Face embeddings are compact numerical vectors that encode the unique identity characteristics of a human face. Generated by deep neural networks trained on face recognition tasks, these embeddings enable face verification (is this the same person?), face identification (who is this person?), and face search (find all appearances of this person) at scale.
A face embedding pipeline first detects faces in an image or video frame using a face detector (e.g., SCRFD, RetinaFace). Detected faces are then aligned to a canonical pose using facial landmark coordinates. The aligned face crop is passed through a deep neural network (e.g., ArcFace, FaceNet) that produces a fixed-dimensional embedding vector (typically 128-512 dimensions). Two face embeddings from the same person will have high cosine similarity, while embeddings from different people will be distant in the vector space.
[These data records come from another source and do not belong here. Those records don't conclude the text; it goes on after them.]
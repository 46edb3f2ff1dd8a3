// src/report/models.rs
use serde::{Deserialize, Serialize};

pub const UNKNOWN_COMPANY: &str = "Unknown";
pub const MISSING_DATE: &str = "-";
pub const MISSING_VALUE: &str = "NA";

/// The balance-sheet figures pulled out of one Jahresabschluss.
///
/// Every field is a raw string exactly as found in the document. Values that
/// could not be located keep their sentinel (`"Unknown"`, `"-"` or `"NA"`),
/// so a record is always complete.
#[derive(Debug, Clone, PartialEq, Eq, Serialize, Deserialize)]
pub struct ExtractionResult {
    #[serde(rename = "Company Name")]
    pub company_name: String,
    #[serde(rename = "Start Date")]
    pub start_date: String,
    #[serde(rename = "End Date")]
    pub end_date: String,
    #[serde(rename = "Technische Anlagen Start")]
    pub tech_start: String,
    #[serde(rename = "Technische Anlagen End")]
    pub tech_end: String,
    #[serde(rename = "Sachanlagen Start")]
    pub sach_start: String,
    #[serde(rename = "Sachanlagen End")]
    pub sach_end: String,
}

impl Default for ExtractionResult {
    fn default() -> Self {
        Self {
            company_name: UNKNOWN_COMPANY.to_string(),
            start_date: MISSING_DATE.to_string(),
            end_date: MISSING_DATE.to_string(),
            tech_start: MISSING_VALUE.to_string(),
            tech_end: MISSING_VALUE.to_string(),
            sach_start: MISSING_VALUE.to_string(),
            sach_end: MISSING_VALUE.to_string(),
        }
    }
}

impl ExtractionResult {
    /// True when nothing was found: dates and all four figures are sentinels.
    /// The company name is ignored since it is supplied by the caller.
    pub fn is_empty(&self) -> bool {
        self.start_date == MISSING_DATE
            && self.end_date == MISSING_DATE
            && [&self.tech_start, &self.tech_end, &self.sach_start, &self.sach_end]
                .iter()
                .all(|v| v.as_str() == MISSING_VALUE)
    }
}

/// Metadata stored next to each archived report (`<report>_metadata.json`).
#[derive(Debug, Clone, Serialize, Deserialize)]
pub struct ReportMetadata {
    pub name: String,
    pub date: String,
    pub company_name: String,
}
Modern face embedding models use ResNet or Vision Transformer backbones trained with angular margin losses (ArcFace, CosFace) that maximize inter-class separation while minimizing intra-class variance. The training process uses large-scale face datasets with millions of identities. Preprocessing includes face detection, 5-point landmark alignment, and affine transformation to a standard 112x112 pixel crop. The final embedding is L2-normalized to unit length. Distance thresholds (typically 0.3-0.5 cosine distance) determine match vs non-match decisions.